*The problem:*
Restate the records in their entirety, word for word.

Stored data entries:
((
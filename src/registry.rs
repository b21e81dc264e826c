//! # Pipeline Registry
//!
//! Concurrent table of running and recently finished pipelines.
//!
//! The registry is the only state written by more than one actor: the
//! Producer and Aggregate Stage publish metrics, the Health Monitor pauses and
//! kills, the Coordinator cancels. Entries live in a [`DashMap`], so writes are
//! serialized per key while reads of other entries proceed concurrently.
//! Callers never hold an entry guard across an `.await`.
//!
//! ## Status reconciliation
//!
//! Both execution units of a pipeline are [`attach`](Registry::attach)ed after
//! spawning. A watcher task awaits each unit's `JoinHandle` and reconciles the
//! entry when it ends:
//!
//! - both units completed normally: `completed`
//! - a unit returned an error or panicked: `failed`, with the reason recorded,
//!   and the peer unit is cancelled
//! - a unit unwound early while the entry was still active (the caller dropped
//!   the output stream): `cancelled`
//!
//! Terminal statuses are never overwritten. Status changes are published on a
//! per-entry `watch` channel; [`Registry::wait_for_terminal`] awaits them.
//!
//! ## Example
//!
//! ```rust
//! use streamgate::control::PipelineControl;
//! use streamgate::registry::{PipelineId, PipelineStatus, Registration, Registry};
//!
//! let registry = Registry::new();
//! let id = PipelineId::generate();
//! registry
//!   .register(id.clone(), Registration::new(PipelineControl::new(), 1_000_000))
//!   .unwrap();
//! assert_eq!(registry.lookup(&id).unwrap().status, PipelineStatus::Running);
//! assert_eq!(registry.list_active().len(), 1);
//! ```

use crate::control::{PipelineControl, WorkerExit, WorkerResult};
use crate::error::{PipelineError, PipelineStage};
use crate::stage::StageCommand;
use chrono::{DateTime, Utc};
use dashmap::DashMap;
use serde::{Deserialize, Serialize};
use std::collections::BTreeMap;
use std::fmt;
use std::sync::Arc;
use std::time::{Duration, Instant};
use tokio::sync::{mpsc, watch};
use tokio::task::{AbortHandle, JoinError, JoinHandle};
use tracing::{debug, info, warn};

/// Unique identifier of a pipeline.
#[derive(Debug, Clone, PartialEq, Eq, Hash, PartialOrd, Ord, Serialize, Deserialize)]
#[serde(transparent)]
pub struct PipelineId(String);

impl PipelineId {
  /// Generates a random (v4 UUID) id.
  pub fn generate() -> Self {
    Self(uuid::Uuid::new_v4().to_string())
  }

  /// The id as a string slice.
  pub fn as_str(&self) -> &str {
    &self.0
  }
}

impl fmt::Display for PipelineId {
  fn fmt(&self, f: &mut fmt::Formatter<'_>) -> fmt::Result {
    f.write_str(&self.0)
  }
}

impl From<&str> for PipelineId {
  fn from(id: &str) -> Self {
    Self(id.to_string())
  }
}

impl From<String> for PipelineId {
  fn from(id: String) -> Self {
    Self(id)
  }
}

/// Lifecycle status of a pipeline.
///
/// `running -> (paused <-> running) -> completed | failed | killed | cancelled | timed_out`
#[derive(Debug, Clone, Copy, PartialEq, Eq, Hash, Serialize, Deserialize)]
#[serde(rename_all = "snake_case")]
pub enum PipelineStatus {
  /// Producing and aggregating.
  Running,
  /// Production withheld by the circuit breaker or the Health Monitor.
  Paused,
  /// Both units ran to the end of the source.
  Completed,
  /// A unit failed or crashed.
  Failed,
  /// Terminated by the Health Monitor.
  Killed,
  /// Cancelled by the caller.
  Cancelled,
  /// The configured timeout elapsed.
  TimedOut,
}

impl PipelineStatus {
  /// No further transition occurs from a terminal status.
  pub fn is_terminal(&self) -> bool {
    !self.is_active()
  }

  /// Running or paused.
  pub fn is_active(&self) -> bool {
    matches!(self, PipelineStatus::Running | PipelineStatus::Paused)
  }

  /// Stable lowercase name.
  pub fn as_str(&self) -> &'static str {
    match self {
      PipelineStatus::Running => "running",
      PipelineStatus::Paused => "paused",
      PipelineStatus::Completed => "completed",
      PipelineStatus::Failed => "failed",
      PipelineStatus::Killed => "killed",
      PipelineStatus::Cancelled => "cancelled",
      PipelineStatus::TimedOut => "timed_out",
    }
  }
}

impl fmt::Display for PipelineStatus {
  fn fmt(&self, f: &mut fmt::Formatter<'_>) -> fmt::Result {
    f.write_str(self.as_str())
  }
}

/// Liveness of one execution unit.
#[derive(Debug, Clone, Copy, PartialEq, Eq, Serialize)]
#[serde(rename_all = "snake_case")]
pub enum UnitStatus {
  /// Registered but not yet attached.
  Pending,
  /// Task is running.
  Alive,
  /// Task returned without error, or was aborted after termination.
  Finished,
  /// Task returned an error or panicked.
  Crashed,
}

/// Metric published by an execution unit.
#[derive(Debug, Clone, Copy, PartialEq)]
pub enum MetricsUpdate {
  /// The Producer completed one fetch round of `records` records.
  FetchRound {
    /// Records in the fetched page.
    records: u64,
  },
  /// Absolute Aggregate Stage counters.
  Stage {
    /// Records received from upstream.
    records_in: u64,
    /// Records emitted downstream.
    records_out: u64,
    /// Transform failures.
    failed_count: u64,
    /// Group rejections.
    rejected_count: u64,
  },
  /// Latest memory sample in bytes.
  Memory(u64),
}

/// Everything the registry needs to create an entry.
#[derive(Debug, Clone)]
pub struct Registration {
  /// Signals shared by the pipeline's units.
  pub control: PipelineControl,
  /// Memory limit the Health Monitor measures usage against.
  pub memory_limit: u64,
  /// Total source records, when known.
  pub total_records: Option<u64>,
  /// Caller labels.
  pub metadata: BTreeMap<String, String>,
  /// Command channel of the Aggregate Stage.
  pub stage_commands: Option<mpsc::Sender<StageCommand>>,
}

impl Registration {
  /// Creates a registration with no metadata, total or stage channel.
  pub fn new(control: PipelineControl, memory_limit: u64) -> Self {
    Self {
      control,
      memory_limit,
      total_records: None,
      metadata: BTreeMap::new(),
      stage_commands: None,
    }
  }

  /// Sets the known source total.
  pub fn with_total_records(mut self, total: Option<u64>) -> Self {
    self.total_records = total;
    self
  }

  /// Sets the metadata labels.
  pub fn with_metadata(mut self, metadata: BTreeMap<String, String>) -> Self {
    self.metadata = metadata;
    self
  }

  /// Sets the stage command channel.
  pub fn with_stage_commands(mut self, commands: mpsc::Sender<StageCommand>) -> Self {
    self.stage_commands = Some(commands);
    self
  }
}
))
*Problem solution:*
filename src/registry.rs
repository b21e81dc264e826c
//! # Pipeline Registry
//!
//! Concurrent table of running and recently finished pipelines.
//!
//! The registry is the only state written by more than one actor: the
//! Producer and Aggregate Stage publish metrics, the Health Monitor pauses and
//! kills, the Coordinator cancels. Entries live in a [`DashMap`], so writes are
//! serialized per key while reads of other entries proceed concurrently.
//! Callers never hold an entry guard across an `.await`.
//!
//! ## Status reconciliation
//!
//! Both execution units of a pipeline are [`attach`](Registry::attach)ed after
//! spawning. A watcher task awaits each unit's `JoinHandle` and reconciles the
//! entry when it ends:
//!
//! - both units completed normally: `completed`
//! - a unit returned an error or panicked: `failed`, with the reason recorded,
//!   and the peer unit is cancelled
//! - a unit unwound early while the entry was still active (the caller dropped
//!   the output stream): `cancelled`
//!
//! Terminal statuses are never overwritten. Status changes are published on a
//! per-entry `watch` channel; [`Registry::wait_for_terminal`] awaits them.
//!
//! ## Example
//!
//! ```rust
//! use streamgate::control::PipelineControl;
//! use streamgate::registry::{PipelineId, PipelineStatus, Registration, Registry};
//!
//! let registry = Registry::new();
//! let id = PipelineId::generate();
//! registry
//!   .register(id.clone(), Registration::new(PipelineControl::new(), 1_000_000))
//!   .unwrap();
//! assert_eq!(registry.lookup(&id).unwrap().status, PipelineStatus::Running);
//! assert_eq!(registry.list_active().len(), 1);
//! ```

use crate::control::{PipelineControl, WorkerExit, WorkerResult};
use crate::error::{PipelineError, PipelineStage};
use crate::stage::StageCommand;
use chrono::{DateTime, Utc};
use dashmap::DashMap;
use serde::{Deserialize, Serialize};
use std::collections::BTreeMap;
use std::fmt;
use std::sync::Arc;
use std::time::{Duration, Instant};
use tokio::sync::{mpsc, watch};
use tokio::task::{AbortHandle, JoinError, JoinHandle};
use tracing::{debug, info, warn};

/// Unique identifier of a pipeline.
#[derive(Debug, Clone, PartialEq, Eq, Hash, PartialOrd, Ord, Serialize, Deserialize)]
#[serde(transparent)]
pub struct PipelineId(String);

impl PipelineId {
  /// Generates a random (v4 UUID) id.
  pub fn generate() -> Self {
    Self(uuid::Uuid::new_v4().to_string())
  }

  /// The id as a string slice.
  pub fn as_str(&self) -> &str {
    &self.0
  }
}

impl fmt::Display for PipelineId {
  fn fmt(&self, f: &mut fmt::Formatter<'_>) -> fmt::Result {
    f.write_str(&self.0)
  }
}

impl From<&str> for PipelineId {
  fn from(id: &str) -> Self {
    Self(id.to_string())
  }
}

impl From<String> for PipelineId {
  fn from(id: String) -> Self {
    Self(id)
  }
}

/// Lifecycle status of a pipeline.
///
/// `running -> (paused <-> running) -> completed | failed | killed | cancelled | timed_out`
#[derive(Debug, Clone, Copy, PartialEq, Eq, Hash, Serialize, Deserialize)]
#[serde(rename_all = "snake_case")]
pub enum PipelineStatus {
  /// Producing and aggregating.
  Running,
  /// Production withheld by the circuit breaker or the Health Monitor.
  Paused,
  /// Both units ran to the end of the source.
  Completed,
  /// A unit failed or crashed.
  Failed,
  /// Terminated by the Health Monitor.
  Killed,
  /// Cancelled by the caller.
  Cancelled,
  /// The configured timeout elapsed.
  TimedOut,
}

impl PipelineStatus {
  /// No further transition occurs from a terminal status.
  pub fn is_terminal(&self) -> bool {
    !self.is_active()
  }

  /// Running or paused.
  pub fn is_active(&self) -> bool {
    matches!(self, PipelineStatus::Running | PipelineStatus::Paused)
  }

  /// Stable lowercase name.
  pub fn as_str(&self) -> &'static str {
    match self {
      PipelineStatus::Running => "running",
      PipelineStatus::Paused => "paused",
      PipelineStatus::Completed => "completed",
      PipelineStatus::Failed => "failed",
      PipelineStatus::Killed => "killed",
      PipelineStatus::Cancelled => "cancelled",
      PipelineStatus::TimedOut => "timed_out",
    }
  }
}

impl fmt::Display for PipelineStatus {
  fn fmt(&self, f: &mut fmt::Formatter<'_>) -> fmt::Result {
    f.write_str(self.as_str())
  }
}

/// Liveness of one execution unit.
#[derive(Debug, Clone, Copy, PartialEq, Eq, Serialize)]
#[serde(rename_all = "snake_case")]
pub enum UnitStatus {
  /// Registered but not yet attached.
  Pending,
  /// Task is running.
  Alive,
  /// Task returned without error, or was aborted after termination.
  Finished,
  /// Task returned an error or panicked.
  Crashed,
}

/// Metric published by an execution unit.
#[derive(Debug, Clone, Copy, PartialEq)]
pub enum MetricsUpdate {
  /// The Producer completed one fetch round of `records` records.
  FetchRound {
    /// Records in the fetched page.
    records: u64,
  },
  /// Absolute Aggregate Stage counters.
  Stage {
    /// Records received from upstream.
    records_in: u64,
    /// Records emitted downstream.
    records_out: u64,
    /// Transform failures.
    failed_count: u64,
    /// Group rejections.
    rejected_count: u64,
  },
  /// Latest memory sample in bytes.
  Memory(u64),
}

/// Everything the registry needs to create an entry.
#[derive(Debug, Clone)]
pub struct Registration {
  /// Signals shared by the pipeline's units.
  pub control: PipelineControl,
  /// Memory limit the Health Monitor measures usage against.
  pub memory_limit: u64,
  /// Total source records, when known.
  pub total_records: Option<u64>,
  /// Caller labels.
  pub metadata: BTreeMap<String, String>,
  /// Command channel of the Aggregate Stage.
  pub stage_commands: Option<mpsc::Sender<StageCommand>>,
}

impl Registration {
  /// Creates a registration with no metadata, total or stage channel.
  pub fn new(control: PipelineControl, memory_limit: u64) -> Self {
    Self {
      control,
      memory_limit,
      total_records: None,
      metadata: BTreeMap::new(),
      stage_commands: None,
    }
  }

  /// Sets the known source total.
  pub fn with_total_records(mut self, total: Option<u64>) -> Self {
    self.total_records = total;
    self
  }

  /// Sets the metadata labels.
  pub fn with_metadata(mut self, metadata: BTreeMap<String, String>) -> Self {
    self.metadata = metadata;
    self
  }

  /// Sets the stage command channel.
  pub fn with_stage_commands(mut self, commands: mpsc::Sender<StageCommand>) -> Self {
    self.stage_commands = Some(commands);
    self
  }
}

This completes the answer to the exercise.